- **EXTRACTED DATA**
▼▼▼

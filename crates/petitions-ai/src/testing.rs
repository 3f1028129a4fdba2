//! Scripted completion service for unit tests.

use std::sync::Mutex;

use async_trait::async_trait;

use crate::error::ClassifyError;
use crate::prompt::batch_in_prompt;
use crate::service::CompletionService;

type Responder = Box<dyn Fn(&[String]) -> String + Send + Sync>;

/// Answers each prompt with a reply computed from the batch it carries, and
/// records every batch it was asked about.
pub struct ScriptedService {
    responder: Responder,
    calls: Mutex<Vec<Vec<String>>>,
}

impl ScriptedService {
    pub fn new(responder: impl Fn(&[String]) -> String + Send + Sync + 'static) -> Self {
        Self {
            responder: Box::new(responder),
            calls: Mutex::new(Vec::new()),
        }
    }

    /// Always send back the same reply.
    pub fn always(reply: &str) -> Self {
        let reply = reply.to_string();
        Self::new(move |_| reply.clone())
    }

    /// Send back `replies` in order, one per call, then keep repeating the last.
    pub fn sequence(replies: Vec<&str>) -> Self {
        let replies: Vec<String> = replies.into_iter().map(String::from).collect();
        let next = Mutex::new(0usize);
        Self::new(move |_| {
            let mut i = next.lock().unwrap();
            let reply = replies[(*i).min(replies.len() - 1)].clone();
            *i += 1;
            reply
        })
    }

    /// Well-formed reply marking texts containing `needle` as environmental.
    pub fn keyword(needle: &'static str) -> Self {
        Self::new(move |batch| {
            let items: Vec<serde_json::Value> = batch
                .iter()
                .map(|t| {
                    serde_json::json!({
                        "result": t.contains(needle),
                        "explanation": format!("mentions {needle}: {}", t.contains(needle)),
                        "stub": t.chars().take(10).collect::<String>(),
                    })
                })
                .collect();
            serde_json::Value::Array(items).to_string()
        })
    }

    pub fn calls(&self) -> Vec<Vec<String>> {
        self.calls.lock().unwrap().clone()
    }
}

#[async_trait]
impl CompletionService for ScriptedService {
    async fn complete(&self, prompt: &str) -> Result<String, ClassifyError> {
        let batch = batch_in_prompt(prompt);
        let reply = (self.responder)(&batch);
        self.calls.lock().unwrap().push(batch);
        Ok(reply)
    }
}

▲▲▲

- **EXERCISE DETAILS**
Since only a count is wanted, give the number of lines in the listing that contain the word "items".

- **COMPLETED EXERCISE**
2